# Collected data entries
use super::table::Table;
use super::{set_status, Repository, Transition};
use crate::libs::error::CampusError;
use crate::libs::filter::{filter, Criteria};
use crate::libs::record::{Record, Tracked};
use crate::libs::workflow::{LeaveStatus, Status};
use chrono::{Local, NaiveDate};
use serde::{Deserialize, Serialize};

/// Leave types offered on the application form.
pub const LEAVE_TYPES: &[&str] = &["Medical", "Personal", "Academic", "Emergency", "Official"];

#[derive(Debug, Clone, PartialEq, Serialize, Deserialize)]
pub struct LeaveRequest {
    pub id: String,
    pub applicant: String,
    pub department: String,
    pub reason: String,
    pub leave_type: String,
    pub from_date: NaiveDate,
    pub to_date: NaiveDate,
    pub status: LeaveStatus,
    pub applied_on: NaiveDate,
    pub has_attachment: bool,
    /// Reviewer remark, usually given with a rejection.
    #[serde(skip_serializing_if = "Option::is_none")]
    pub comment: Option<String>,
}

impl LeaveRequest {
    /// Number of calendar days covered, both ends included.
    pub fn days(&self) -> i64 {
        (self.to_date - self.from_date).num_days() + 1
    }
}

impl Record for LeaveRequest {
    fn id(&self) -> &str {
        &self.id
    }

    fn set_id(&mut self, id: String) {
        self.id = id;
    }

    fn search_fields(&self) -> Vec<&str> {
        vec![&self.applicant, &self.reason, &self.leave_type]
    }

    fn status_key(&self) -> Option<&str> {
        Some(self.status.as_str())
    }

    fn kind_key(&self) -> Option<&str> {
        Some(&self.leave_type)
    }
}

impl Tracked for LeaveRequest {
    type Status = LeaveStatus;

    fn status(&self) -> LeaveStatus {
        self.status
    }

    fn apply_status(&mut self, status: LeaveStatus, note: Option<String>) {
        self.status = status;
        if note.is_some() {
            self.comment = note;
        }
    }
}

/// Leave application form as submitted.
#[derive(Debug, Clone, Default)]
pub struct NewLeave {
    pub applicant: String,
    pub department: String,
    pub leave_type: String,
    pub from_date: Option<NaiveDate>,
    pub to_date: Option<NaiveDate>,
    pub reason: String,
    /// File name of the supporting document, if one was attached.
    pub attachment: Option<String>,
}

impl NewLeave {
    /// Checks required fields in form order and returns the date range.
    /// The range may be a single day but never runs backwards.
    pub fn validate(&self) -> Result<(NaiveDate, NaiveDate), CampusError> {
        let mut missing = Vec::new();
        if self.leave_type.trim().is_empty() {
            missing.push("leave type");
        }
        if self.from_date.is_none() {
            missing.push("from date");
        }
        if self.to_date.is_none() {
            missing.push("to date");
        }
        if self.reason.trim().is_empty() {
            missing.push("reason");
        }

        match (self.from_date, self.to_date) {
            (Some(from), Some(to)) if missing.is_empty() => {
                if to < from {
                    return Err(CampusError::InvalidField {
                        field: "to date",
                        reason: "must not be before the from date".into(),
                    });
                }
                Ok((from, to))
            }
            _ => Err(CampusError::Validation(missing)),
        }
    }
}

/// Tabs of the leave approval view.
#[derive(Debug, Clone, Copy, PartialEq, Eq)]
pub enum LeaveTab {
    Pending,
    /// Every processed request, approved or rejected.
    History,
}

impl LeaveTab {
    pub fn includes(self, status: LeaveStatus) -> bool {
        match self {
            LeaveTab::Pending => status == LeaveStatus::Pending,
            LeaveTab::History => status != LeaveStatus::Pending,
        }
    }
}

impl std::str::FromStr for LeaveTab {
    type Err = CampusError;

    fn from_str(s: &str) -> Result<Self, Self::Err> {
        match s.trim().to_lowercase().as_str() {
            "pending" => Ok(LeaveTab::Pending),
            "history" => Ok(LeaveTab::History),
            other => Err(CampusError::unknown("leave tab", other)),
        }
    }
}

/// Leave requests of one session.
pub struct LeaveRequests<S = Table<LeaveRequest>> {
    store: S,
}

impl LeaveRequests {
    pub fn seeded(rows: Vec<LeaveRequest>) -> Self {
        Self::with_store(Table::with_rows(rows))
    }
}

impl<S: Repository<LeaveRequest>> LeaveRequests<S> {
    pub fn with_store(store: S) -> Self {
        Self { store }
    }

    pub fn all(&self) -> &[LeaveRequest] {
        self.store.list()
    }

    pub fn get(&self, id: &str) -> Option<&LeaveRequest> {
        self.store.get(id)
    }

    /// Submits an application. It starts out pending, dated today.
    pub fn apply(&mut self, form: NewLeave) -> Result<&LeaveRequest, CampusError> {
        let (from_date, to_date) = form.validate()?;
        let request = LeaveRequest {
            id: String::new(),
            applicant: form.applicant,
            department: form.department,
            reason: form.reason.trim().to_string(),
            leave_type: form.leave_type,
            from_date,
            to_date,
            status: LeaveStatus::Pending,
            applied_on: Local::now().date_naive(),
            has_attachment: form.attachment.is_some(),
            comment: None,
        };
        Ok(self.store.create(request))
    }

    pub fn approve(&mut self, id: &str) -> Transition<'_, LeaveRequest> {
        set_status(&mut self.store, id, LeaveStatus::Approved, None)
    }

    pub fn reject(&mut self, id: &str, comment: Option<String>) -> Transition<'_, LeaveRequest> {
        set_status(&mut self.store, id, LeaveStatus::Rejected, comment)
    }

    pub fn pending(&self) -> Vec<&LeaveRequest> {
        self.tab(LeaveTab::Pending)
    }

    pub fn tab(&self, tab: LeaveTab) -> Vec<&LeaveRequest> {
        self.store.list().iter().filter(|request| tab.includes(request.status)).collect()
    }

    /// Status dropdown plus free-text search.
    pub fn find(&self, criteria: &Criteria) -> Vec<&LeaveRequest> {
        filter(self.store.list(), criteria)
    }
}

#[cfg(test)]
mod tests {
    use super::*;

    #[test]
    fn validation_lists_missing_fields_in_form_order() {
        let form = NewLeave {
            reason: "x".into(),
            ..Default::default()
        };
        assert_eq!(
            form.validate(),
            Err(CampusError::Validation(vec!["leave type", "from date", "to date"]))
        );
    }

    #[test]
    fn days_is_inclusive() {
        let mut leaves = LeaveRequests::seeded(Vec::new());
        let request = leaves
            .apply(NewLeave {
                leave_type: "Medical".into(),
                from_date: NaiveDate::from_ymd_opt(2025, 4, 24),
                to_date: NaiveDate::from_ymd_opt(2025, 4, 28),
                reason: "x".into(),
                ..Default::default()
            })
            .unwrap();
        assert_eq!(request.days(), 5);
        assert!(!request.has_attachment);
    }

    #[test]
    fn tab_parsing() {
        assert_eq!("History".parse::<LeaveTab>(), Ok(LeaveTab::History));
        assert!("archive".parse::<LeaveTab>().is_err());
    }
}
==
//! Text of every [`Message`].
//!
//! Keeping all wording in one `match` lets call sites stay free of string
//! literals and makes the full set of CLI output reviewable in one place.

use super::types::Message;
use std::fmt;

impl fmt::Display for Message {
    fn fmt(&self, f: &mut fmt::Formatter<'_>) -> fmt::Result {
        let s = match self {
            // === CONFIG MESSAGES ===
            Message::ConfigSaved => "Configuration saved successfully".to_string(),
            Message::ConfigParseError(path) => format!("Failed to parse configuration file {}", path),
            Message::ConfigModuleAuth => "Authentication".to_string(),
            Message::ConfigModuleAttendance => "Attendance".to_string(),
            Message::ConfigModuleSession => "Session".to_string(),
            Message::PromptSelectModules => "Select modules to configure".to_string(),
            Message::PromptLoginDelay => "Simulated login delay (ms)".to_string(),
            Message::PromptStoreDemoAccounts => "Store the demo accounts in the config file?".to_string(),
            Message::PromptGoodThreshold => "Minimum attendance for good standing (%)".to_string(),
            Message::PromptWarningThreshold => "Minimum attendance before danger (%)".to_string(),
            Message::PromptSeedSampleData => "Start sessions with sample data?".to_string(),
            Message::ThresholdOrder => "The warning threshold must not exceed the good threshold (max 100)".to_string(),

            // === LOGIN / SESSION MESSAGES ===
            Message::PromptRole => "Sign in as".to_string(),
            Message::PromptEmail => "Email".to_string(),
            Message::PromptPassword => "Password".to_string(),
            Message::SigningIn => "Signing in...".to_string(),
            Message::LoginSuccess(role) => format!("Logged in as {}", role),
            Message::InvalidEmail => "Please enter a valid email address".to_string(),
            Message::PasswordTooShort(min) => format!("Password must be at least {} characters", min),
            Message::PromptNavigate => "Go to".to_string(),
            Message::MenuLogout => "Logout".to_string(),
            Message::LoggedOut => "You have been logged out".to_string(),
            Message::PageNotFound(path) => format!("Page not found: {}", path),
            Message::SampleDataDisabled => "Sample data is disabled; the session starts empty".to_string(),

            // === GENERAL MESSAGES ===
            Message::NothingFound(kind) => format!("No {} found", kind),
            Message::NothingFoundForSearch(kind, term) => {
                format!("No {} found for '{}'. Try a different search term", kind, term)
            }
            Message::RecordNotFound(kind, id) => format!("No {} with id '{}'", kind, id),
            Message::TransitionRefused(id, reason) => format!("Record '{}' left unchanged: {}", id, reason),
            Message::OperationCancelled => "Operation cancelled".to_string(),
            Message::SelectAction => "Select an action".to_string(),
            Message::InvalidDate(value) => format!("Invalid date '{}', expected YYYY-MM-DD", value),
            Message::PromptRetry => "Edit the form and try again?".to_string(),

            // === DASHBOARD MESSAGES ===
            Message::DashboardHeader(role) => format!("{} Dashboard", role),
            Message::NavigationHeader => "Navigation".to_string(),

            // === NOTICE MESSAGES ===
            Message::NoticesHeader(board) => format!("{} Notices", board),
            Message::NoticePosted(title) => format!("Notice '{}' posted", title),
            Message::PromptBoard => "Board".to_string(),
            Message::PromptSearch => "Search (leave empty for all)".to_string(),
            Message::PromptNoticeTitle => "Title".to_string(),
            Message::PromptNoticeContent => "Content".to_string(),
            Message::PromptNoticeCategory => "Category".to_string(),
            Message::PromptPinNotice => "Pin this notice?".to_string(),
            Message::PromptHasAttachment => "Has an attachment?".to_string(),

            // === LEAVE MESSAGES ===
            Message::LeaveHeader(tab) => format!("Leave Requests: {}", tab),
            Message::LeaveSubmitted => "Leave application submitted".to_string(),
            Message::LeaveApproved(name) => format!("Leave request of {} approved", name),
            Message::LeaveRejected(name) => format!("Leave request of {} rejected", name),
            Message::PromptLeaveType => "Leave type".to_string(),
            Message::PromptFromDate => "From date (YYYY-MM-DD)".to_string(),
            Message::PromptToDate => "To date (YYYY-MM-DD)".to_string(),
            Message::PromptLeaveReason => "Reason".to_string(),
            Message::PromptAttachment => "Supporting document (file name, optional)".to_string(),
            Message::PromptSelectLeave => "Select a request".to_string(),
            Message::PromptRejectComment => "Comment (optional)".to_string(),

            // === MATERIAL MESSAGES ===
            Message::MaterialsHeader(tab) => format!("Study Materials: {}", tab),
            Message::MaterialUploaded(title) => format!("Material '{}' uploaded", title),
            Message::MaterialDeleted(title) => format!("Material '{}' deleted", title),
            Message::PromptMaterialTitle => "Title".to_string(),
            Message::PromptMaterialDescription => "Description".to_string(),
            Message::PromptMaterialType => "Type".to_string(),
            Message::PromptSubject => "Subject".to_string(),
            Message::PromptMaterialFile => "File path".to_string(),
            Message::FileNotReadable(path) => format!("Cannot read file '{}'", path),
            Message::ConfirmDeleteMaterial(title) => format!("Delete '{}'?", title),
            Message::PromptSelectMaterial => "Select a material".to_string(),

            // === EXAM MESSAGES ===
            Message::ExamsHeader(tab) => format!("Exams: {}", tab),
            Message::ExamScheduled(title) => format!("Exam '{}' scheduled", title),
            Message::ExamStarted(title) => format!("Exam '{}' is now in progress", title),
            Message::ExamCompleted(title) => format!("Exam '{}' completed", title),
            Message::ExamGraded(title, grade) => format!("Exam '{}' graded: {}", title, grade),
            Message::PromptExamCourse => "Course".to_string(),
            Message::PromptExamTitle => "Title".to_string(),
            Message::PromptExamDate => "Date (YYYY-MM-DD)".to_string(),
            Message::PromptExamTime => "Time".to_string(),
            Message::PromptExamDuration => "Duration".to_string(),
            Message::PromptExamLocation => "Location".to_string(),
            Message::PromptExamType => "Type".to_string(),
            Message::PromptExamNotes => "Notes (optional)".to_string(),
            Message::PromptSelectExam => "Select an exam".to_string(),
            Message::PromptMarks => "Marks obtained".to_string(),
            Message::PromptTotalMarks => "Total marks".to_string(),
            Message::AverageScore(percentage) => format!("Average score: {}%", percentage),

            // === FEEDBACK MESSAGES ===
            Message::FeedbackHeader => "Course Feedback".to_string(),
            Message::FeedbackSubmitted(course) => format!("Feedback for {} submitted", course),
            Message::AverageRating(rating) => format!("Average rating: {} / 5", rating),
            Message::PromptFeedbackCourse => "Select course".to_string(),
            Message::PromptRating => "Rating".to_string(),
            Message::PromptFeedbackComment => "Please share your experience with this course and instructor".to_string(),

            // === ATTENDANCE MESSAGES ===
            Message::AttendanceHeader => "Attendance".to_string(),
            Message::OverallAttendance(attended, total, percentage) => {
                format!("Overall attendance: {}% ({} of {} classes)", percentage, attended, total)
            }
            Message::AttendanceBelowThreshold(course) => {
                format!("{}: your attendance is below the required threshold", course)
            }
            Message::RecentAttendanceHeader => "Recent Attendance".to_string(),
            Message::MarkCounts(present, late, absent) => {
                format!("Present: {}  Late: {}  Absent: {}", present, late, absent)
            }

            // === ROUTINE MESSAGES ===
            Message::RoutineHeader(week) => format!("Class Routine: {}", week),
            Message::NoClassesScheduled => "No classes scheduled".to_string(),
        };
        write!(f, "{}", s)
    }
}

# Problem statement
From the entries above, extract only the lines running from the one containing "pub struct NewLeave" through the one containing "let mut missing = Vec::new();", inclusive.

# Task answer
pub struct NewLeave {
    pub applicant: String,
    pub department: String,
    pub leave_type: String,
    pub from_date: Option<NaiveDate>,
    pub to_date: Option<NaiveDate>,
    pub reason: String,
    /// File name of the supporting document, if one was attached.
    pub attachment: Option<String>,
}

impl NewLeave {
    /// Checks required fields in form order and returns the date range.
    /// The range may be a single day but never runs backwards.
    pub fn validate(&self) -> Result<(NaiveDate, NaiveDate), CampusError> {
        let mut missing = Vec::new();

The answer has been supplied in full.